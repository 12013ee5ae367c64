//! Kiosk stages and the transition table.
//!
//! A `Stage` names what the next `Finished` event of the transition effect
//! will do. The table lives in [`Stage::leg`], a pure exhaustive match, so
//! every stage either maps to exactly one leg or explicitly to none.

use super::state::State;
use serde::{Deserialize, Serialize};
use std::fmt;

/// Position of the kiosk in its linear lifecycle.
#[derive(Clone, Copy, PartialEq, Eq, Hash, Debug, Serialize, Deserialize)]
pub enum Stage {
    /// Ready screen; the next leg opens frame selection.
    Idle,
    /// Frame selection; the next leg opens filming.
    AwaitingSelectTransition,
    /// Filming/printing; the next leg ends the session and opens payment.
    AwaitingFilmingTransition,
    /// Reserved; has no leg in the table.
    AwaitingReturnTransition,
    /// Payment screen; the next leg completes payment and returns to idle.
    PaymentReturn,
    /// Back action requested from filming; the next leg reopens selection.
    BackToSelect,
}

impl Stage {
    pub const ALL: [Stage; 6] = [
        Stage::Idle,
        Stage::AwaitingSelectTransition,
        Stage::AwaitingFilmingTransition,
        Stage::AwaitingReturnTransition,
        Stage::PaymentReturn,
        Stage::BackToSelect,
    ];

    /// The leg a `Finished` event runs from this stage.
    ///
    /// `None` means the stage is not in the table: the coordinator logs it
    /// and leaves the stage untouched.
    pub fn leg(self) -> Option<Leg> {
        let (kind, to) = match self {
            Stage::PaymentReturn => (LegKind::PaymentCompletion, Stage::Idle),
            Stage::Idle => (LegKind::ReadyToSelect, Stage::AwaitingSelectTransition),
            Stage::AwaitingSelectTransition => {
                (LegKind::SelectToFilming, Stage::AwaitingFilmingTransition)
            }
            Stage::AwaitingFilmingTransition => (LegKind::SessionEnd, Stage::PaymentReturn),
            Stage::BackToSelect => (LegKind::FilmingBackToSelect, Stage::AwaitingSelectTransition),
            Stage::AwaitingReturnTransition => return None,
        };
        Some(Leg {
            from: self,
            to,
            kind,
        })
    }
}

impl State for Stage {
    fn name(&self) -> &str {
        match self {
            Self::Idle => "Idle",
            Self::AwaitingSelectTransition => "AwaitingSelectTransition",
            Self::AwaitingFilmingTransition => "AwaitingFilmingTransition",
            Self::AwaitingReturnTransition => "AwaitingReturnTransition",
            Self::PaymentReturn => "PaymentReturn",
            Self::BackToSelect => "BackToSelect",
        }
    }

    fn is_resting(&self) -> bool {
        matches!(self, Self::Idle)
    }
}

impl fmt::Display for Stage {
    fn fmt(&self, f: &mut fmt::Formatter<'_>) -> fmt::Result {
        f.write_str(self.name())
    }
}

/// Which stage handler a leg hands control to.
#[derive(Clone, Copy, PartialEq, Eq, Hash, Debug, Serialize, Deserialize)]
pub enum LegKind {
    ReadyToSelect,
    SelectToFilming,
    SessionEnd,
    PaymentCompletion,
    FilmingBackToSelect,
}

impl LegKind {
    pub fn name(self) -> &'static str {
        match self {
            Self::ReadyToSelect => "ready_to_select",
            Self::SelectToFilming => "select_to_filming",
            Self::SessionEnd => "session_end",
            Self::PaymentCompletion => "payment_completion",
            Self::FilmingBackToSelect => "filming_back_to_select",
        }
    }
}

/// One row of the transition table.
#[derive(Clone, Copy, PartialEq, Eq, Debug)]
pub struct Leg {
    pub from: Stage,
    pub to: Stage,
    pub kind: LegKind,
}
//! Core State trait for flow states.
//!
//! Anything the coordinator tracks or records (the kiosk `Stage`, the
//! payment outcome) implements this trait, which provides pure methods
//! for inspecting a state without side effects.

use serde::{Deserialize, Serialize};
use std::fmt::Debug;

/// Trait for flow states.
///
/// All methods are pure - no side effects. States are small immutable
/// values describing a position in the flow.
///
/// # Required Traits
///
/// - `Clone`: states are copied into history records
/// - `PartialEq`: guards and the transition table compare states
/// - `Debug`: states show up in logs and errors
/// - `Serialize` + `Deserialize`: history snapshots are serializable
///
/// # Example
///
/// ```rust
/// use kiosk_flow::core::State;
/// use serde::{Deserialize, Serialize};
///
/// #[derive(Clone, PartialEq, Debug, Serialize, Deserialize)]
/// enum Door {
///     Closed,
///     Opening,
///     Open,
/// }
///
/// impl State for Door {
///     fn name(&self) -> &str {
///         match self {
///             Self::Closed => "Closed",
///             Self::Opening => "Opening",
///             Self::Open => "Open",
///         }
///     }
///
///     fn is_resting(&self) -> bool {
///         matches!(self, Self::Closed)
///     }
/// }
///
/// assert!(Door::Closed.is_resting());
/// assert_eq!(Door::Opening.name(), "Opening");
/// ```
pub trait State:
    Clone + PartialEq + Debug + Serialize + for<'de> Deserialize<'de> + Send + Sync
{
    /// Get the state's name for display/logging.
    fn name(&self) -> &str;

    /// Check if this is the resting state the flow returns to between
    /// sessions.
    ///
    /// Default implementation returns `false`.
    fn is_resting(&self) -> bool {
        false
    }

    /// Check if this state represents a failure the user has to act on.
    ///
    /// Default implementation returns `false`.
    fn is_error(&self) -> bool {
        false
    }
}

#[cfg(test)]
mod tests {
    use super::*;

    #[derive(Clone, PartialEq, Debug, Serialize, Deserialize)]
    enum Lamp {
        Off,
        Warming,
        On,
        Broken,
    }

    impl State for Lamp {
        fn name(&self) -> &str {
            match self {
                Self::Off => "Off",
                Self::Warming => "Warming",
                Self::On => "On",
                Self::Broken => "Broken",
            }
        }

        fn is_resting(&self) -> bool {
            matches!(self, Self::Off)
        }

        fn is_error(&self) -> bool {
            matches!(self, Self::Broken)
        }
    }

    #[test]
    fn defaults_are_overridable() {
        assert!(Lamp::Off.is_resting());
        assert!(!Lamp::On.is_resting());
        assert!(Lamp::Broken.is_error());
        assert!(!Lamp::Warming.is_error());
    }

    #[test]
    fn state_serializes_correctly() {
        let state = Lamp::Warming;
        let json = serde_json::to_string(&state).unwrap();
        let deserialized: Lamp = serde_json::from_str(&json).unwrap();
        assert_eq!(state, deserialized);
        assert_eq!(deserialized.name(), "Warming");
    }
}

----

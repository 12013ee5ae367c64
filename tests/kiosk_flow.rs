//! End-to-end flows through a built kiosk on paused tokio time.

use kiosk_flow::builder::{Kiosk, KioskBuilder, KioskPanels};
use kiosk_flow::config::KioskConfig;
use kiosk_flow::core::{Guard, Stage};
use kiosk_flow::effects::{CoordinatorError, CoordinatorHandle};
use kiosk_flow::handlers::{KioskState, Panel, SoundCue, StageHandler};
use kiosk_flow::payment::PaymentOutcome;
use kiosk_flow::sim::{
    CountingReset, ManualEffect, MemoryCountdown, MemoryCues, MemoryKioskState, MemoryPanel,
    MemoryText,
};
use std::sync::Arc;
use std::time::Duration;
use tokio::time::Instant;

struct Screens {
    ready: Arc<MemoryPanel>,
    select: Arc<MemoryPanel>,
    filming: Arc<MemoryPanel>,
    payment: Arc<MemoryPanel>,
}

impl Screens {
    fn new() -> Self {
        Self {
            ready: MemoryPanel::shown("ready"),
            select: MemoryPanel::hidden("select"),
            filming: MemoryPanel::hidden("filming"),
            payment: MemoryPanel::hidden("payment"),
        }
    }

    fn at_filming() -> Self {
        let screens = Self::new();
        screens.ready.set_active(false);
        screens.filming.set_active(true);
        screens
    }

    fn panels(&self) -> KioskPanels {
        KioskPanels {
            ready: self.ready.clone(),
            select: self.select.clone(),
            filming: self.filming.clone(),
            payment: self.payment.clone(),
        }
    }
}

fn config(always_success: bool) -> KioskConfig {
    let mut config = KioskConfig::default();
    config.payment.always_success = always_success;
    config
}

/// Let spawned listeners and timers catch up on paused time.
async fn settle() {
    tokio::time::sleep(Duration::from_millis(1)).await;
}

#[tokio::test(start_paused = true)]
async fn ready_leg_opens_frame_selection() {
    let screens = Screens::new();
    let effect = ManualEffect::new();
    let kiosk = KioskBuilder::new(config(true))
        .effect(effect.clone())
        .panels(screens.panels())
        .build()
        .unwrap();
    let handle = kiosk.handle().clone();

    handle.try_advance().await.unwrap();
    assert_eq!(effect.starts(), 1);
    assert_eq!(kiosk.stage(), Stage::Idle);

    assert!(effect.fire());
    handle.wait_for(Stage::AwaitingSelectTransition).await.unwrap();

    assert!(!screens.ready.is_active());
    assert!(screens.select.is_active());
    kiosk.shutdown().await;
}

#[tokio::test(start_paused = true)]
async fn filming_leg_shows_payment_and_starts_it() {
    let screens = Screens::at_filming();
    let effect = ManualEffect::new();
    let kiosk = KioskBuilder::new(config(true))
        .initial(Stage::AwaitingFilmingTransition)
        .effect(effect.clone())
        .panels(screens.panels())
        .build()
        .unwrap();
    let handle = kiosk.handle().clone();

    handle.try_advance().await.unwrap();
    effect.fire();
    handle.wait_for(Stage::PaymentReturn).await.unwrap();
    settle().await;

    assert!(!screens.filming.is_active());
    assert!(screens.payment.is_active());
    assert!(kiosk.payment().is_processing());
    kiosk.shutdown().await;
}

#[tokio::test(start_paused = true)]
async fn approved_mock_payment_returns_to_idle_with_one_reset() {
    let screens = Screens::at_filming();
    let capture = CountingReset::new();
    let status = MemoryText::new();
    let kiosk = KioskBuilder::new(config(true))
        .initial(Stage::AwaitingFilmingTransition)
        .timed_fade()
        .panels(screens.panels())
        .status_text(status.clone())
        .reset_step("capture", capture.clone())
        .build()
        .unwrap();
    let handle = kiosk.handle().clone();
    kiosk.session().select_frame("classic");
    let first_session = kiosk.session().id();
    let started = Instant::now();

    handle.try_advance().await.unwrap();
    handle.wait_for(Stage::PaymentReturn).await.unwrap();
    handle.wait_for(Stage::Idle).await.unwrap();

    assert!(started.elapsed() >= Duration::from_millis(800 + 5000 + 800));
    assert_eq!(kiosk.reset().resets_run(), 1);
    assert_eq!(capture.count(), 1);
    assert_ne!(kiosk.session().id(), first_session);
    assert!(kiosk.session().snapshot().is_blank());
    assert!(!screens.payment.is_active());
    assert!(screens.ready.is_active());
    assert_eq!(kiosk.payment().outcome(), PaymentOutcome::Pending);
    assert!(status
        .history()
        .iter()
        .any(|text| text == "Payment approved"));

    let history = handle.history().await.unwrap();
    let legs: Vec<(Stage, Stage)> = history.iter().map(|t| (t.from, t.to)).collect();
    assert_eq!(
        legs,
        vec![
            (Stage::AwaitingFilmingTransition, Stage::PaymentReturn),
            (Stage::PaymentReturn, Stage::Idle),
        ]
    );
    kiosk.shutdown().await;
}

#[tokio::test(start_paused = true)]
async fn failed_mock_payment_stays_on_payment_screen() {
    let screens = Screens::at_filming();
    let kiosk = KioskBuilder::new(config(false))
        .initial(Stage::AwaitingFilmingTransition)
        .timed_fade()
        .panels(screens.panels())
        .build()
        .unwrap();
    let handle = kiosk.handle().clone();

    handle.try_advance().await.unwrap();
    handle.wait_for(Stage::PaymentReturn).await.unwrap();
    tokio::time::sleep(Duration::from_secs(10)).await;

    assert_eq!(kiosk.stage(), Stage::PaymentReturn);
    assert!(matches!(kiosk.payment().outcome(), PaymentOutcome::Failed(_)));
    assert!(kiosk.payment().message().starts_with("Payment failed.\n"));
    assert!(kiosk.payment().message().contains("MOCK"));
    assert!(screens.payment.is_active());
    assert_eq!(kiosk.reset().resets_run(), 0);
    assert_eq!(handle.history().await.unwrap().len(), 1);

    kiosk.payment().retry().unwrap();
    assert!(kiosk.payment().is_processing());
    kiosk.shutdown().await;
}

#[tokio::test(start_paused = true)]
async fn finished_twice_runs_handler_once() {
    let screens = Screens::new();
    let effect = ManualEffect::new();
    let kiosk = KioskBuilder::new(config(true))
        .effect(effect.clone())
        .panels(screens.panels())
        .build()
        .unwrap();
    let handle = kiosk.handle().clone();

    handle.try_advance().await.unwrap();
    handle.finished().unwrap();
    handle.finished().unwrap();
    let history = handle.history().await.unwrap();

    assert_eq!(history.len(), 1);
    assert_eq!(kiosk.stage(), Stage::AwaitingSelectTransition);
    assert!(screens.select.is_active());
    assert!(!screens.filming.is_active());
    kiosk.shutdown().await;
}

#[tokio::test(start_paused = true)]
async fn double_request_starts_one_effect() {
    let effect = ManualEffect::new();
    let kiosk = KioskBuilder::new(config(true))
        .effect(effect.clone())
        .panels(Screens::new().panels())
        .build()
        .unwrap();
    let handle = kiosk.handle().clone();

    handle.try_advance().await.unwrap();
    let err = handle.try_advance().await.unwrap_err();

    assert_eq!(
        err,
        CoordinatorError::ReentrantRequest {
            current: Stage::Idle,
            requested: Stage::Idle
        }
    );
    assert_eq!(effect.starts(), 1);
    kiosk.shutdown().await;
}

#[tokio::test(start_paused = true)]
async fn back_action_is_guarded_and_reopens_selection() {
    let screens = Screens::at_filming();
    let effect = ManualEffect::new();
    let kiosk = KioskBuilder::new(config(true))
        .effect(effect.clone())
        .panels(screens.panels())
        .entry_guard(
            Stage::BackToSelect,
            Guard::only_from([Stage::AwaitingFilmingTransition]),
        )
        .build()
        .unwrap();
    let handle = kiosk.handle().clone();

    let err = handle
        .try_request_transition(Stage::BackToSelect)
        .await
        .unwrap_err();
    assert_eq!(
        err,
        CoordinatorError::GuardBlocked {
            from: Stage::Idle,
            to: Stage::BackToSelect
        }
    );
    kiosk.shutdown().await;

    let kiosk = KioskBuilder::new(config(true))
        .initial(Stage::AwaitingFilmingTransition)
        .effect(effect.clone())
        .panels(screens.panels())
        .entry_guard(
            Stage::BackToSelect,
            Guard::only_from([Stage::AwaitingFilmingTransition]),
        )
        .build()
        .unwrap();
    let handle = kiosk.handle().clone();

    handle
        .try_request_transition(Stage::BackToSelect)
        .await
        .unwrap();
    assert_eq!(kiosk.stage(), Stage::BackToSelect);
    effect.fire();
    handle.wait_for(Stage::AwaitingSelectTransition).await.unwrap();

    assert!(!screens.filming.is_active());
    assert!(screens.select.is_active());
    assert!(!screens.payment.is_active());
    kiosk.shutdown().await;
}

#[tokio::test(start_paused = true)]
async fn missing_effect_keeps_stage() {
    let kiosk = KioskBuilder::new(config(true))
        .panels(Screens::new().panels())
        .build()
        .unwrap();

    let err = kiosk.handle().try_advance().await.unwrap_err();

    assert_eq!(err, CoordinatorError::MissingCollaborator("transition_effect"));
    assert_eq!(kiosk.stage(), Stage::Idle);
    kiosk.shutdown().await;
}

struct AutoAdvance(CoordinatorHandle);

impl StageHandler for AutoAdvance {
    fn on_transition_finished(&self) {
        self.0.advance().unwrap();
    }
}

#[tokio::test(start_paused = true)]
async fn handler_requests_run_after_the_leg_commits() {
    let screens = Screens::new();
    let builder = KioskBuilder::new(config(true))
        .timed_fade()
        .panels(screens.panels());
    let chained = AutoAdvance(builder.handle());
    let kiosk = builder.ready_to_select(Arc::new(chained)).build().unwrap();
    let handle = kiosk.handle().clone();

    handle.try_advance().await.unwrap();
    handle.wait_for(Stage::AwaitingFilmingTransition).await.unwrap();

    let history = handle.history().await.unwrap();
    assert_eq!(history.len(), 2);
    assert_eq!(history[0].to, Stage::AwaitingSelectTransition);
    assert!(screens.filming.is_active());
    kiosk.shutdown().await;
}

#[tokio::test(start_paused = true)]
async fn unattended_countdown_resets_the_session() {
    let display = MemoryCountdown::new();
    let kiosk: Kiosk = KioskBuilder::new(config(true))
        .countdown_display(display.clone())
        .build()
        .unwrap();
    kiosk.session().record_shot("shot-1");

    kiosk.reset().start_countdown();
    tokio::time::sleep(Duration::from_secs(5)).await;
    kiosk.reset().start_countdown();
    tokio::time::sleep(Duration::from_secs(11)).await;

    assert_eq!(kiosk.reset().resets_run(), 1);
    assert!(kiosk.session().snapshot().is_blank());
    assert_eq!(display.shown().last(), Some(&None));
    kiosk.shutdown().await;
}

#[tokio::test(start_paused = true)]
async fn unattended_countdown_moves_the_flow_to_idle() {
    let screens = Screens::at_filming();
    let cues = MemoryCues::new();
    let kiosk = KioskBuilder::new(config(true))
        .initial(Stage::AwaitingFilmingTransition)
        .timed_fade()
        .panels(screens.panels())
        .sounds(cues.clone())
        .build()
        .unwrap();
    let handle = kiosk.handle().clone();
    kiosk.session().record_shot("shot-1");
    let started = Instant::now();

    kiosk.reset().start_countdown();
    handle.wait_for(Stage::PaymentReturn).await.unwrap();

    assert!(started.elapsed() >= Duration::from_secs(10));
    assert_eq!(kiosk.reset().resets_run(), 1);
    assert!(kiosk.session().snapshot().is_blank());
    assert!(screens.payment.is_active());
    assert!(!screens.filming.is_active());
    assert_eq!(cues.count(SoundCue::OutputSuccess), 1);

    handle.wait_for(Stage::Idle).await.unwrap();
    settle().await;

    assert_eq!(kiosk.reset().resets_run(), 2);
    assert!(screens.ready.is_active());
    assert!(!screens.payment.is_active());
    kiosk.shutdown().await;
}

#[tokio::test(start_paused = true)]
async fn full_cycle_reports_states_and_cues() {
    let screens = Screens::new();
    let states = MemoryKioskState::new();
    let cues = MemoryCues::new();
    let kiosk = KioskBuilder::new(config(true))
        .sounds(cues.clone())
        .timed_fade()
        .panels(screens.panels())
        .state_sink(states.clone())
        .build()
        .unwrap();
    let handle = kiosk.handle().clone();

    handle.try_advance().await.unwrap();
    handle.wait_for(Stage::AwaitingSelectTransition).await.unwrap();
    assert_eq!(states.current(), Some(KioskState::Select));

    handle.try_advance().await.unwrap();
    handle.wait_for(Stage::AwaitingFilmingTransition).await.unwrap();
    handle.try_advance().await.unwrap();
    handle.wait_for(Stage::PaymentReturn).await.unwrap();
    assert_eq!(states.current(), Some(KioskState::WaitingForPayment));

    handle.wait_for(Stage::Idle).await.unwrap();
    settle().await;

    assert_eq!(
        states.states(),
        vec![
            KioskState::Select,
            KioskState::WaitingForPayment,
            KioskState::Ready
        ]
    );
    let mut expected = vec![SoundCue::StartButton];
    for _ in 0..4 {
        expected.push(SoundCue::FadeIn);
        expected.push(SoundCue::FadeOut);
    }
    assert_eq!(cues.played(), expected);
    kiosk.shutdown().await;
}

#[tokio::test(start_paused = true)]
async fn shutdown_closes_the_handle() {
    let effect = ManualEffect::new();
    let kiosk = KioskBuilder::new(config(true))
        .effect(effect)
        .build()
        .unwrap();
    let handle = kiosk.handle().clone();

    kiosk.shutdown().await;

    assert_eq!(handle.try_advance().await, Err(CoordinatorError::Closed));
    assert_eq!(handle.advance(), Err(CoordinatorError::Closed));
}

----

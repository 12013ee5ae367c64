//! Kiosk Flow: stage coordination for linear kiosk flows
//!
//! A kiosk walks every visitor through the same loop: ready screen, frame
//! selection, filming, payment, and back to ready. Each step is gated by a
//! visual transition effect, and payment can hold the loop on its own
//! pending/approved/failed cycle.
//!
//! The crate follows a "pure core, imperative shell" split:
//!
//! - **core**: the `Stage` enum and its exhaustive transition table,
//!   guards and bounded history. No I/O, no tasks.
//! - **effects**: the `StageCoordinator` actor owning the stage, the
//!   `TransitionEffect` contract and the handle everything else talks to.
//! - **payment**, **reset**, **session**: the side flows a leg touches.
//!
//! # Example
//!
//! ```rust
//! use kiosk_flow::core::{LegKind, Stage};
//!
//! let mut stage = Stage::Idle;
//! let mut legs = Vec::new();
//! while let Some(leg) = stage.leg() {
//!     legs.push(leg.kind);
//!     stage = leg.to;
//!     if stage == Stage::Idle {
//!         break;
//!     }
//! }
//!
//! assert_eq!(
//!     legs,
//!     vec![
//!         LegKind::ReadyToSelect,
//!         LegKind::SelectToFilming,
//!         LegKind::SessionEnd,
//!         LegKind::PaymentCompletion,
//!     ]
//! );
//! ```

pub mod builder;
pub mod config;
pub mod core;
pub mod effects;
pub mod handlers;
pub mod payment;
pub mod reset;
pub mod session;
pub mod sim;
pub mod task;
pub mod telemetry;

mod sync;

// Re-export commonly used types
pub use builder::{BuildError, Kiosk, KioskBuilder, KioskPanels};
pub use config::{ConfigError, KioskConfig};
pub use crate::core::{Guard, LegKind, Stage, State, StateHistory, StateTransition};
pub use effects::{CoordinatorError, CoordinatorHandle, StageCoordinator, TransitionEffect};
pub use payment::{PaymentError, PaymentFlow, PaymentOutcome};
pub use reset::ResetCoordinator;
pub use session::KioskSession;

----

## TASK PROMPT
Whenever a line above has the word "guards" in it, copy that line.

## TASK SOLUTION
/// - `PartialEq`: guards and the transition table compare states
//!   guards and bounded history. No I/O, no tasks.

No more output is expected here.